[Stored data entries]

▬▬▬▬▬▬

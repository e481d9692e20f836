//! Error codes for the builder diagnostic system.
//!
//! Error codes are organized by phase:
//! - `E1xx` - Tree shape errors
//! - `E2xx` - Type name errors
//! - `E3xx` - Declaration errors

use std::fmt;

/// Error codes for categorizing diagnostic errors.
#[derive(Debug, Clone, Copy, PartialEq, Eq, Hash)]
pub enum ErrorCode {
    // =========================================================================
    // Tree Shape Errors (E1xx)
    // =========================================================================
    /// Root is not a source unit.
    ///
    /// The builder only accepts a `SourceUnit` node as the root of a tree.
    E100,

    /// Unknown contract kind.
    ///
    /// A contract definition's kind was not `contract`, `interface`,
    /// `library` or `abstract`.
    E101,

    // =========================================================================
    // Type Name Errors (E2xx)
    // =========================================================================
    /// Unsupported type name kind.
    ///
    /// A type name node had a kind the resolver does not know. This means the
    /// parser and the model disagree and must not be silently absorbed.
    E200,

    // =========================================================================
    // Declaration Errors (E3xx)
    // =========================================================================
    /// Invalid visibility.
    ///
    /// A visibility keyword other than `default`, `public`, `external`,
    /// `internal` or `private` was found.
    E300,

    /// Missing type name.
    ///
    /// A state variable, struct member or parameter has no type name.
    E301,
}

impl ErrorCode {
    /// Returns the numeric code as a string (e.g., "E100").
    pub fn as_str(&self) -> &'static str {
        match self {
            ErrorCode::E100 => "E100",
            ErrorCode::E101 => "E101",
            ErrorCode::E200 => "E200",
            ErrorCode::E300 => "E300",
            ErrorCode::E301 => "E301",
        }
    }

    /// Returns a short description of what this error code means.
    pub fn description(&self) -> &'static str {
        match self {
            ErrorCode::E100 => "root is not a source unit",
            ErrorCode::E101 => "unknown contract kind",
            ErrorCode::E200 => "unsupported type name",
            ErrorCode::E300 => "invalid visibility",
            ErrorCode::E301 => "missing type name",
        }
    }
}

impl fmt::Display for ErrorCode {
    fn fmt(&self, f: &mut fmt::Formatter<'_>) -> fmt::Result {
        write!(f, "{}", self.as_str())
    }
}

▬▬▬▬▬▬

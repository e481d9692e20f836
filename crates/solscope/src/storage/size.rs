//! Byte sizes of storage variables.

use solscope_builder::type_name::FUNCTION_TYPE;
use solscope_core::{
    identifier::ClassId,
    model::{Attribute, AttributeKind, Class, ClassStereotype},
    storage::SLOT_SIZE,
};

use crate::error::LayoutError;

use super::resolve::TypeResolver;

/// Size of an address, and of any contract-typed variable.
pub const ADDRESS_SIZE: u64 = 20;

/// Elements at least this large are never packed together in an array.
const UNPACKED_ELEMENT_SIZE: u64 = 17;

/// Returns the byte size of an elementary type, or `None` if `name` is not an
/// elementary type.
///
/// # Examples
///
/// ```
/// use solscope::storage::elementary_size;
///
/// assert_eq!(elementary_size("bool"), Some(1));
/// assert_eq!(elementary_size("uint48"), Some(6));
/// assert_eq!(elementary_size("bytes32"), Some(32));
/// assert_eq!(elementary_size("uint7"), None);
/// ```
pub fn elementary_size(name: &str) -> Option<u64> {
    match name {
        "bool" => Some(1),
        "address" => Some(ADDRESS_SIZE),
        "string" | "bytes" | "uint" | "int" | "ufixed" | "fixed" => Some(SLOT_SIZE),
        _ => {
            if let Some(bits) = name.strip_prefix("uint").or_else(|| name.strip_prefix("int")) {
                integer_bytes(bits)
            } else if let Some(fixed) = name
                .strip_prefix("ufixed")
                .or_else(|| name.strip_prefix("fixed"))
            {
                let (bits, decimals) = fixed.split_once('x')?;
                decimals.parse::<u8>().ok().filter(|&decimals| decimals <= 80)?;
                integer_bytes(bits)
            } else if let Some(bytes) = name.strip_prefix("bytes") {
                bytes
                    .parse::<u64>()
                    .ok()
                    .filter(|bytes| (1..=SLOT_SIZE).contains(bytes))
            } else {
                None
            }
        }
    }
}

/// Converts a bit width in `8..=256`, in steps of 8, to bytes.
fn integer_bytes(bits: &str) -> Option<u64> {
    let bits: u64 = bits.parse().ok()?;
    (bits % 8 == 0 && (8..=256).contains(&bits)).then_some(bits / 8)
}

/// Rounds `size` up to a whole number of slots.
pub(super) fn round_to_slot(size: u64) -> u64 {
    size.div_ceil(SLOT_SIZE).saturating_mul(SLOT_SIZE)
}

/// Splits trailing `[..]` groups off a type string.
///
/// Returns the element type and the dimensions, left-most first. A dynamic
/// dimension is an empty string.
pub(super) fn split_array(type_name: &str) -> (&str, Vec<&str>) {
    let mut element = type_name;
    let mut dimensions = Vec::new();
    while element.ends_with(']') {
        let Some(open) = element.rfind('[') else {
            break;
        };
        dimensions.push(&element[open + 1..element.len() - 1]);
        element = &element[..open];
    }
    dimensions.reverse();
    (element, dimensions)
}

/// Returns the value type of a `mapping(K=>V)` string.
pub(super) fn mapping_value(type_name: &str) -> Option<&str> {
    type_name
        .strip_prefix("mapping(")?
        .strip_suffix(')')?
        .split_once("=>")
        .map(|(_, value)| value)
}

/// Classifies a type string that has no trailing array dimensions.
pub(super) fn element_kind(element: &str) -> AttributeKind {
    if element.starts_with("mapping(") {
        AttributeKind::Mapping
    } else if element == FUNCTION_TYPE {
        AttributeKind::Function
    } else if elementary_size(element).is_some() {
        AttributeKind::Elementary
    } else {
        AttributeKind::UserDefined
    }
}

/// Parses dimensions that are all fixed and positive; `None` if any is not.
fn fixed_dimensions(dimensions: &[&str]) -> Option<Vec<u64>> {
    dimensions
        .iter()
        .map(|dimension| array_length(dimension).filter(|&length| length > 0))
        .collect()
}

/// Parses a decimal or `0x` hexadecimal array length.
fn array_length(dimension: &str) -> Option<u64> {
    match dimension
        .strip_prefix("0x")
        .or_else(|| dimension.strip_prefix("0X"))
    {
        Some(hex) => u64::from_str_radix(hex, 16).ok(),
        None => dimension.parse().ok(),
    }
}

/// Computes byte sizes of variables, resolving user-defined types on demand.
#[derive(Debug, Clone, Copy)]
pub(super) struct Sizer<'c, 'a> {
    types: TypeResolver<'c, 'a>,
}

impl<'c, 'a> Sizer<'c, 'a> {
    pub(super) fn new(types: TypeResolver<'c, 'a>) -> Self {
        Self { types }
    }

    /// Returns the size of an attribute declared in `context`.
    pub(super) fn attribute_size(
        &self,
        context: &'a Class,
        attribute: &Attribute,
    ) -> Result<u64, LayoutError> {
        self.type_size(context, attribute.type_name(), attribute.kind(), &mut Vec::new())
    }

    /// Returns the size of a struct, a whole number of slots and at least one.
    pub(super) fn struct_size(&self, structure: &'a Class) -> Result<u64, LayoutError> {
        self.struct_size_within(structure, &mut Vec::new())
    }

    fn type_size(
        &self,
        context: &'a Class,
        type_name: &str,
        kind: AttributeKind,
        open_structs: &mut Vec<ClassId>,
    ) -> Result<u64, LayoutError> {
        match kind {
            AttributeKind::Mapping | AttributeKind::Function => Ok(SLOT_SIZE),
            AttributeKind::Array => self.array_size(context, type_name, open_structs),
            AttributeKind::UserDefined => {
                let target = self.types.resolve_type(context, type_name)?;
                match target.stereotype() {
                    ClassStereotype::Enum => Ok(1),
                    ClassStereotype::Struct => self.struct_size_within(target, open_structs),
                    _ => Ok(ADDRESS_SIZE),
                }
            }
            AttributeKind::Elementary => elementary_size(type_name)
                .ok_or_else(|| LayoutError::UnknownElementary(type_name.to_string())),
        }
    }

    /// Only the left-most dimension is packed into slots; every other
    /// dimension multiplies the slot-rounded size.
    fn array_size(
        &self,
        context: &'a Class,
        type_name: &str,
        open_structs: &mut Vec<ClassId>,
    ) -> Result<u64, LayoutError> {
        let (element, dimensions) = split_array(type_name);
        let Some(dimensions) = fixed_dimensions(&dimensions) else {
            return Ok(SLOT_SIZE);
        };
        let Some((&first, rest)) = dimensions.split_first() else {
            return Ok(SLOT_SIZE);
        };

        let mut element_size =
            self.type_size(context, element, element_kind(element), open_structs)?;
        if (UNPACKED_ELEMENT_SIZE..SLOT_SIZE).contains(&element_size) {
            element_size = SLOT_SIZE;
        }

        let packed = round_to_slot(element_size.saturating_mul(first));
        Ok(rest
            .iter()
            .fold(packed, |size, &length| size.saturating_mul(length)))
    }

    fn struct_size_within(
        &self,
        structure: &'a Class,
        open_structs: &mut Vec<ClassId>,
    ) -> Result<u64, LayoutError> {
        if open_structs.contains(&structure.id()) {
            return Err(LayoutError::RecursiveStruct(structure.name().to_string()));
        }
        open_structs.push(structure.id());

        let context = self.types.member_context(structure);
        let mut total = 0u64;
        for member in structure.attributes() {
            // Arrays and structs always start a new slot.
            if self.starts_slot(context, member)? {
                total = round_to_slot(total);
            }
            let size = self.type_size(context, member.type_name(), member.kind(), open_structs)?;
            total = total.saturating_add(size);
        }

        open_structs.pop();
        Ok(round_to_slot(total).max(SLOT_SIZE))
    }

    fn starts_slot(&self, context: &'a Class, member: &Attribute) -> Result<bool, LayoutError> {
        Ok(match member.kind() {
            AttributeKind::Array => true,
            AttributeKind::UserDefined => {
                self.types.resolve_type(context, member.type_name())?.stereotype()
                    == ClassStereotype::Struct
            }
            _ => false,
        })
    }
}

▬▬▬▬▬▬

Problem details — The lines you need are those containing "left"; find them in the records and copy them.

Answer for this exercise —
/// Returns the element type and the dimensions, left-most first. A dynamic
    /// Only the left-most dimension is packed into slots; every other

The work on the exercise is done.